Streamwood's junior point guard Mandy Mien led the Sabres (1-1) with nine points, forward Colleen Veguilla had seven, including a pair of 3-pointers, and Kaylee Angle added six.

"That was a pretty strong first half," assessed Dundee-Crown coach Sarah Miller. "I thought we controlled the tempo really well and everybody contributed. And we're actually a very good defensive team, and we have enough talent to have a well-rounded game. Tonight we shared the ball well and it was a very positive game."

After falling behind 8-0, Streamwood halved the deficit on an inside bucket by Riya Patel and a drive by Mein, before Dundee-Crown closed the quarter with a 12-3 run to take a 20-7 lead after eight minutes.

"They really out-muscled and out-played us inside," said Streamwood coach George Rosner. "Their post-player just put a clinic on us tonight. It was rough to watch."

"I thought we'd hit some more shots than we did. We all just have to learn from this one."

D-C went on another tear, this time a 12-0 run, to go up 32-7 midway through the second period. Streamwood did what it could to chip away at the 25-point deficit, sandwiching a pair of treys and a free throw from Veguilla around a jumper from Mien to pull to within 34-16 at halftime.

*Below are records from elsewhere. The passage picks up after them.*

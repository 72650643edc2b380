//! Storage collaborator trait consumed by the fetch engine.
//!
//! The engine never touches record layout, indexing or durability directly;
//! it only needs the narrow set of operations below.
//!
//! # Staging and linking
//!
//! Tiles written through [`TileStore::queue_batch_write`] are *staged*: stored
//! but not yet part of any region. [`TileStore::commit_region`] links every
//! tile of a region to its id in one transaction. [`TileStore::cleanup_temporary`]
//! clears staging markers and can optionally delete tiles that ended up linked
//! to no region at all.
//!
//! # Dyn Compatibility
//!
//! Async methods return `Pin<Box<dyn Future>>` so stores can be used as
//! `Arc<dyn TileStore>`.

use std::fmt;
use std::future::Future;
use std::path::PathBuf;
use std::pin::Pin;

use thiserror::Error;

use crate::region::{Region, Tile};

/// Boxed future type for dyn-compatible async methods.
pub type BoxFuture<'a, T> = Pin<Box<dyn Future<Output = T> + Send + 'a>>;

/// Result type for storage operations.
pub type StorageResult<T> = Result<T, StorageError>;

/// Errors that can occur in a tile store.
#[derive(Debug, Error)]
pub enum StorageError {
    /// Filesystem failure.
    #[error("I/O error at {path}: {source}")]
    Io {
        path: PathBuf,
        source: std::io::Error,
    },

    /// Region manifest could not be encoded or decoded.
    #[error("manifest error for region {region}: {reason}")]
    Manifest { region: String, reason: String },

    /// A background write task failed to complete.
    #[error("background write failed: {0}")]
    WriteTask(String),

    /// Backend-specific failure.
    #[error("storage backend error: {0}")]
    Backend(String),
}

/// Outcome of a temporary-storage cleanup.
#[derive(Debug, Clone, Default, PartialEq, Eq)]
pub struct CleanupStats {
    /// Number of staging markers removed.
    pub staging_cleared: usize,
    /// Number of unlinked tiles deleted.
    pub tiles_purged: usize,
    /// Bytes freed by deleting unlinked tiles.
    pub bytes_freed: u64,
}

impl fmt::Display for CleanupStats {
    fn fmt(&self, f: &mut fmt::Formatter<'_>) -> fmt::Result {
        write!(
            f,
            "cleared {} staging markers, purged {} tiles ({} bytes)",
            self.staging_cleared, self.tiles_purged, self.bytes_freed
        )
    }
}

/// Durable tile storage.
///
/// # Thread Safety
///
/// Stores are shared by every worker of a fetch operation and must be
/// `Send + Sync`. No exclusive lock is held by the engine: reads, size queries
/// and batch writes from different workers interleave freely.
pub trait TileStore: Send + Sync {
    /// Look up tiles by address.
    ///
    /// Returns a vector of the same length and order as `urls`; `None` marks
    /// an address with no stored record.
    fn bulk_lookup<'a>(
        &'a self,
        urls: &'a [String],
    ) -> BoxFuture<'a, StorageResult<Vec<Option<Tile>>>>;

    /// Total bytes currently stored across all tiles.
    ///
    /// Writes still queued and not yet applied may not be reflected.
    fn current_total_bytes(&self) -> u64;

    /// Queue a batch of tiles to be written as one unit.
    ///
    /// Returns once the batch is accepted; use [`TileStore::flush`] to wait
    /// for it to be durable.
    fn queue_batch_write(&self, tiles: Vec<Tile>) -> BoxFuture<'_, StorageResult<()>>;

    /// Wait for every queued batch write to finish.
    fn flush(&self) -> BoxFuture<'_, StorageResult<()>>;

    /// Link every tile of `region` to its id.
    ///
    /// Returns `Ok(false)` if the region cannot be committed (for example a
    /// tile is missing). Committing an already committed region succeeds.
    fn commit_region<'a>(&'a self, region: &'a Region) -> BoxFuture<'a, StorageResult<bool>>;

    /// Remove staging markers, optionally deleting tiles linked to no region.
    fn cleanup_temporary(&self, purge_unlinked: bool) -> BoxFuture<'_, StorageResult<CleanupStats>>;
}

But the Chargers' high-speed game seemed to flummox the Sabres and the pace was taking its toll. When Streamwood did get opportunities they often turned the ball over or fired air balls from the perimeter that only seemed to fuel the Chargers' run-and-gun offense.

Trailing 49-25 after three quarters, the Sabers scored the first five points of the final stanza to cut the deficit to 50-30 and ignite a little hope with 6:47 left to play.

But at that point the Chargers kicked their defense into overdrive, their pressure and pace forcing turnover after turnover. D-C held Streamwood scoreless until 1:50 left when Vivian Sumoski dropped in a baseline drummer to make it 59-32, but by then the Chargers were little more than barely discernible taillights in the distance.